Your instructions:
Output the full listing again without altering anything.

Provided records:
====

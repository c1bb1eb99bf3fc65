//! ESDR Multifeed Store
//!
//! Create and look up multifeeds. Names are unique across all owners; a
//! multifeed created without a name gets a fresh generated one, so identical
//! name-less creations always produce distinct records.
//!
//! @version 0.1.0
//! @author AutomataNexus Development Team

use crate::types::{compile_spec, validate_name, Multifeed, NewMultifeed};
use chrono::Utc;
use esdr_common::{EsdrError, MultifeedId, Result, UserId};
use parking_lot::RwLock;
use std::collections::BTreeMap;
use uuid::Uuid;

/// Registry of multifeeds.
pub struct MultifeedStore {
    inner: RwLock<StoreInner>,
}

#[derive(Default)]
struct StoreInner {
    entries: BTreeMap<MultifeedId, Multifeed>,
    next_id: u64,
}

impl MultifeedStore {
    pub fn new() -> Self {
        Self {
            inner: RwLock::new(StoreInner {
                entries: BTreeMap::new(),
                next_id: 1,
            }),
        }
    }

    /// Create a multifeed owned by `owner`.
    pub fn create(&self, new: NewMultifeed, owner: UserId) -> Result<Multifeed> {
        compile_spec(&new.spec)?;
        if let Some(name) = &new.name {
            validate_name(name)?;
        }

        let mut inner = self.inner.write();
        let name = match new.name {
            Some(name) => {
                if inner.entries.values().any(|m| m.name == name) {
                    return Err(EsdrError::Conflict(format!(
                        "multifeed name '{}' is already in use",
                        name
                    )));
                }
                name
            }
            None => loop {
                let candidate = format!("multifeed-{}", Uuid::new_v4().simple());
                if !inner.entries.values().any(|m| m.name == candidate) {
                    break candidate;
                }
            },
        };

        let now = Utc::now();
        let id = MultifeedId(inner.next_id);
        inner.next_id += 1;
        let multifeed = Multifeed {
            id,
            user_id: owner,
            name,
            spec: new.spec,
            created: now,
            modified: now,
        };
        inner.entries.insert(id, multifeed.clone());
        tracing::debug!(
            multifeed = %id,
            name = %multifeed.name,
            owner = %owner,
            "multifeed created"
        );
        Ok(multifeed)
    }

    pub fn get(&self, id: MultifeedId) -> Result<Multifeed> {
        self.inner
            .read()
            .entries
            .get(&id)
            .cloned()
            .ok_or_else(|| EsdrError::NotFound(format!("multifeed {}", id)))
    }

    pub fn get_by_name(&self, name: &str) -> Result<Multifeed> {
        self.inner
            .read()
            .entries
            .values()
            .find(|m| m.name == name)
            .cloned()
            .ok_or_else(|| EsdrError::NotFound(format!("multifeed '{}'", name)))
    }

    /// Look a multifeed up by numeric id or by name.
    pub fn find(&self, id_or_name: &str) -> Result<Multifeed> {
        match id_or_name.parse::<u64>() {
            Ok(id) => self.get(MultifeedId(id)),
            Err(_) => self.get_by_name(id_or_name),
        }
    }

    pub fn list(&self) -> Vec<Multifeed> {
        self.inner.read().entries.values().cloned().collect()
    }

    pub fn len(&self) -> usize {
        self.inner.read().entries.len()
    }

    pub fn is_empty(&self) -> bool {
        self.len() == 0
    }

    /// Replace the store's contents with persisted multifeeds.
    pub fn restore(&self, multifeeds: Vec<Multifeed>) {
        let entries: BTreeMap<MultifeedId, Multifeed> =
            multifeeds.into_iter().map(|m| (m.id, m)).collect();
        let next_id = entries.keys().next_back().map(|id| id.0 + 1).unwrap_or(1);
        let mut inner = self.inner.write();
        inner.entries = entries;
        inner.next_id = next_id;
    }
}

impl Default for MultifeedStore {
    fn default() -> Self {
        Self::new()
    }
}

// =============================================================================
// Tests
// =============================================================================
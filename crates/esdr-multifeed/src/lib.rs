//! ESDR Multifeed - Virtual Feeds
//!
//! Named, saved views that aggregate channels across many feeds. A multifeed
//! is resolved against the feed directory on every read, so it always
//! reflects the feeds currently matching its selectors.
//!
//! Key Features:
//! - Globally unique names, generated when omitted
//! - Lookup by id or by name
//! - Ordered, deduplicated (feed, channel) resolution
//! - Merged tiles grouped by channel and contributing feed
//!
//! @version 0.1.0
//! @author AutomataNexus Development Team

pub mod composition;
pub mod store;
pub mod types;

pub use composition::{FeedSeries, MultifeedComposer, MultifeedTile, Resolution, ResolvedChannel};
pub use store::MultifeedStore;
pub use types::{compile_spec, CompiledClause, Multifeed, MultifeedClause, NewMultifeed};
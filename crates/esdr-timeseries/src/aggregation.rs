//! ESDR Time Series Aggregation
//!
//! Summary statistics for tile points. A bin summary keeps the count, the
//! mean, and the sum of squared deviations from the mean, which is enough to
//! merge summaries exactly: combining child bins with the pooled-variance
//! formula gives the same result as summarising their raw samples directly.
//!
//! @version 0.1.0
//! @author AutomataNexus Development Team

use serde::{Deserialize, Serialize};

// =============================================================================
// Bin Statistics
// =============================================================================

/// Aggregate of the raw samples falling in one bin.
///
/// Never constructed with `count == 0`; an empty bin is `None` at the call
/// site.
#[derive(Debug, Clone, Copy, PartialEq, Serialize, Deserialize)]
pub struct BinStats {
    pub count: u64,
    pub mean: f64,
    /// Sum of squared deviations from `mean`.
    pub m2: f64,
}

impl BinStats {
    /// Summary of a single value.
    pub fn single(value: f64) -> Self {
        Self {
            count: 1,
            mean: value,
            m2: 0.0,
        }
    }

    /// Summarise raw values. Returns `None` when there are none.
    pub fn from_values<I>(values: I) -> Option<Self>
    where
        I: IntoIterator<Item = f64>,
    {
        let mut acc = StatsAccumulator::new();
        for value in values {
            acc.push(value);
        }
        acc.finish()
    }

    /// Merge child summaries with the pooled (parallel) variance formula.
    /// Empty children contribute nothing; all-empty input yields `None`.
    pub fn combine<'a, I>(children: I) -> Option<Self>
    where
        I: IntoIterator<Item = &'a BinStats>,
    {
        let children: Vec<&BinStats> = children.into_iter().filter(|c| c.count > 0).collect();

        let count: u64 = children.iter().map(|c| c.count).sum();
        if count == 0 {
            return None;
        }

        let total = count as f64;
        let mean = children
            .iter()
            .map(|c| c.mean * c.count as f64)
            .sum::<f64>()
            / total;

        // within-group plus between-group sum of squares
        let m2 = children
            .iter()
            .map(|c| {
                let delta = c.mean - mean;
                c.m2 + c.count as f64 * delta * delta
            })
            .sum::<f64>();

        Some(Self {
            count,
            mean,
            m2: m2.max(0.0),
        })
    }

    /// Population variance.
    pub fn variance(&self) -> f64 {
        if self.count == 0 {
            return 0.0;
        }
        self.m2 / self.count as f64
    }

    /// Population standard deviation.
    pub fn stddev(&self) -> f64 {
        self.variance().sqrt()
    }
}

// =============================================================================
// Streaming Accumulator
// =============================================================================

/// Welford accumulator used to summarise raw values in one pass.
#[derive(Debug, Clone, Default)]
pub struct StatsAccumulator {
    count: u64,
    mean: f64,
    m2: f64,
}

impl StatsAccumulator {
    pub fn new() -> Self {
        Self::default()
    }

    /// Add a value to the accumulator.
    pub fn push(&mut self, value: f64) {
        self.count += 1;
        let delta = value - self.mean;
        self.mean += delta / self.count as f64;
        self.m2 += delta * (value - self.mean);
    }

    pub fn count(&self) -> u64 {
        self.count
    }

    pub fn finish(&self) -> Option<BinStats> {
        if self.count == 0 {
            return None;
        }
        Some(BinStats {
            count: self.count,
            mean: self.mean,
            m2: self.m2.max(0.0),
        })
    }

    /// Reset the accumulator.
    pub fn reset(&mut self) {
        *self = Self::default();
    }
}

// =============================================================================
// Tests
// =============================================================================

====

Answer area:
repository c1bb1eb99bf3fc65
//! ESDR Multifeed Store
//!
//! Create and look up multifeeds. Names are unique across all owners; a
//! multifeed created without a name gets a fresh generated one, so identical
//! name-less creations always produce distinct records.
//!
//! @version 0.1.0
//! @author AutomataNexus Development Team

use crate::types::{compile_spec, validate_name, Multifeed, NewMultifeed};
use chrono::Utc;
use esdr_common::{EsdrError, MultifeedId, Result, UserId};
use parking_lot::RwLock;
use std::collections::BTreeMap;
use uuid::Uuid;

/// Registry of multifeeds.
pub struct MultifeedStore {
    inner: RwLock<StoreInner>,
}

#[derive(Default)]
struct StoreInner {
    entries: BTreeMap<MultifeedId, Multifeed>,
    next_id: u64,
}

impl MultifeedStore {
    pub fn new() -> Self {
        Self {
            inner: RwLock::new(StoreInner {
                entries: BTreeMap::new(),
                next_id: 1,
            }),
        }
    }

    /// Create a multifeed owned by `owner`.
    pub fn create(&self, new: NewMultifeed, owner: UserId) -> Result<Multifeed> {
        compile_spec(&new.spec)?;
        if let Some(name) = &new.name {
            validate_name(name)?;
        }

        let mut inner = self.inner.write();
        let name = match new.name {
            Some(name) => {
                if inner.entries.values().any(|m| m.name == name) {
                    return Err(EsdrError::Conflict(format!(
                        "multifeed name '{}' is already in use",
                        name
                    )));
                }
                name
            }
            None => loop {
                let candidate = format!("multifeed-{}", Uuid::new_v4().simple());
                if !inner.entries.values().any(|m| m.name == candidate) {
                    break candidate;
                }
            },
        };

        let now = Utc::now();
        let id = MultifeedId(inner.next_id);
        inner.next_id += 1;
        let multifeed = Multifeed {
            id,
            user_id: owner,
            name,
            spec: new.spec,
            created: now,
            modified: now,
        };
        inner.entries.insert(id, multifeed.clone());
        tracing::debug!(
            multifeed = %id,
            name = %multifeed.name,
            owner = %owner,
            "multifeed created"
        );
        Ok(multifeed)
    }

    pub fn get(&self, id: MultifeedId) -> Result<Multifeed> {
        self.inner
            .read()
            .entries
            .get(&id)
            .cloned()
            .ok_or_else(|| EsdrError::NotFound(format!("multifeed {}", id)))
    }

    pub fn get_by_name(&self, name: &str) -> Result<Multifeed> {
        self.inner
            .read()
            .entries
            .values()
            .find(|m| m.name == name)
            .cloned()
            .ok_or_else(|| EsdrError::NotFound(format!("multifeed '{}'", name)))
    }

    /// Look a multifeed up by numeric id or by name.
    pub fn find(&self, id_or_name: &str) -> Result<Multifeed> {
        match id_or_name.parse::<u64>() {
            Ok(id) => self.get(MultifeedId(id)),
            Err(_) => self.get_by_name(id_or_name),
        }
    }

    pub fn list(&self) -> Vec<Multifeed> {
        self.inner.read().entries.values().cloned().collect()
    }

    pub fn len(&self) -> usize {
        self.inner.read().entries.len()
    }

    pub fn is_empty(&self) -> bool {
        self.len() == 0
    }

    /// Replace the store's contents with persisted multifeeds.
    pub fn restore(&self, multifeeds: Vec<Multifeed>) {
        let entries: BTreeMap<MultifeedId, Multifeed> =
            multifeeds.into_iter().map(|m| (m.id, m)).collect();
        let next_id = entries.keys().next_back().map(|id| id.0 + 1).unwrap_or(1);
        let mut inner = self.inner.write();
        inner.entries = entries;
        inner.next_id = next_id;
    }
}

impl Default for MultifeedStore {
    fn default() -> Self {
        Self::new()
    }
}

// =============================================================================
// Tests
// =============================================================================
filename crates/esdr-multifeed/src/lib.rs
//! ESDR Multifeed - Virtual Feeds
//!
//! Named, saved views that aggregate channels across many feeds. A multifeed
//! is resolved against the feed directory on every read, so it always
//! reflects the feeds currently matching its selectors.
//!
//! Key Features:
//! - Globally unique names, generated when omitted
//! - Lookup by id or by name
//! - Ordered, deduplicated (feed, channel) resolution
//! - Merged tiles grouped by channel and contributing feed
//!
//! @version 0.1.0
//! @author AutomataNexus Development Team

pub mod composition;
pub mod store;
pub mod types;

pub use composition::{FeedSeries, MultifeedComposer, MultifeedTile, Resolution, ResolvedChannel};
pub use store::MultifeedStore;
pub use types::{compile_spec, CompiledClause, Multifeed, MultifeedClause, NewMultifeed};
filename crates/esdr-timeseries/src/aggregation.rs
//! ESDR Time Series Aggregation
//!
//! Summary statistics for tile points. A bin summary keeps the count, the
//! mean, and the sum of squared deviations from the mean, which is enough to
//! merge summaries exactly: combining child bins with the pooled-variance
//! formula gives the same result as summarising their raw samples directly.
//!
//! @version 0.1.0
//! @author AutomataNexus Development Team

use serde::{Deserialize, Serialize};

// =============================================================================
// Bin Statistics
// =============================================================================

/// Aggregate of the raw samples falling in one bin.
///
/// Never constructed with `count == 0`; an empty bin is `None` at the call
/// site.
#[derive(Debug, Clone, Copy, PartialEq, Serialize, Deserialize)]
pub struct BinStats {
    pub count: u64,
    pub mean: f64,
    /// Sum of squared deviations from `mean`.
    pub m2: f64,
}

impl BinStats {
    /// Summary of a single value.
    pub fn single(value: f64) -> Self {
        Self {
            count: 1,
            mean: value,
            m2: 0.0,
        }
    }

    /// Summarise raw values. Returns `None` when there are none.
    pub fn from_values<I>(values: I) -> Option<Self>
    where
        I: IntoIterator<Item = f64>,
    {
        let mut acc = StatsAccumulator::new();
        for value in values {
            acc.push(value);
        }
        acc.finish()
    }

    /// Merge child summaries with the pooled (parallel) variance formula.
    /// Empty children contribute nothing; all-empty input yields `None`.
    pub fn combine<'a, I>(children: I) -> Option<Self>
    where
        I: IntoIterator<Item = &'a BinStats>,
    {
        let children: Vec<&BinStats> = children.into_iter().filter(|c| c.count > 0).collect();

        let count: u64 = children.iter().map(|c| c.count).sum();
        if count == 0 {
            return None;
        }

        let total = count as f64;
        let mean = children
            .iter()
            .map(|c| c.mean * c.count as f64)
            .sum::<f64>()
            / total;

        // within-group plus between-group sum of squares
        let m2 = children
            .iter()
            .map(|c| {
                let delta = c.mean - mean;
                c.m2 + c.count as f64 * delta * delta
            })
            .sum::<f64>();

        Some(Self {
            count,
            mean,
            m2: m2.max(0.0),
        })
    }

    /// Population variance.
    pub fn variance(&self) -> f64 {
        if self.count == 0 {
            return 0.0;
        }
        self.m2 / self.count as f64
    }

    /// Population standard deviation.
    pub fn stddev(&self) -> f64 {
        self.variance().sqrt()
    }
}

// =============================================================================
// Streaming Accumulator
// =============================================================================

/// Welford accumulator used to summarise raw values in one pass.
#[derive(Debug, Clone, Default)]
pub struct StatsAccumulator {
    count: u64,
    mean: f64,
    m2: f64,
}

impl StatsAccumulator {
    pub fn new() -> Self {
        Self::default()
    }

    /// Add a value to the accumulator.
    pub fn push(&mut self, value: f64) {
        self.count += 1;
        let delta = value - self.mean;
        self.mean += delta / self.count as f64;
        self.m2 += delta * (value - self.mean);
    }

    pub fn count(&self) -> u64 {
        self.count
    }

    pub fn finish(&self) -> Option<BinStats> {
        if self.count == 0 {
            return None;
        }
        Some(BinStats {
            count: self.count,
            mean: self.mean,
            m2: self.m2.max(0.0),
        })
    }

    /// Reset the accumulator.
    pub fn reset(&mut self) {
        *self = Self::default();
    }
}

// =============================================================================
// Tests
// =============================================================================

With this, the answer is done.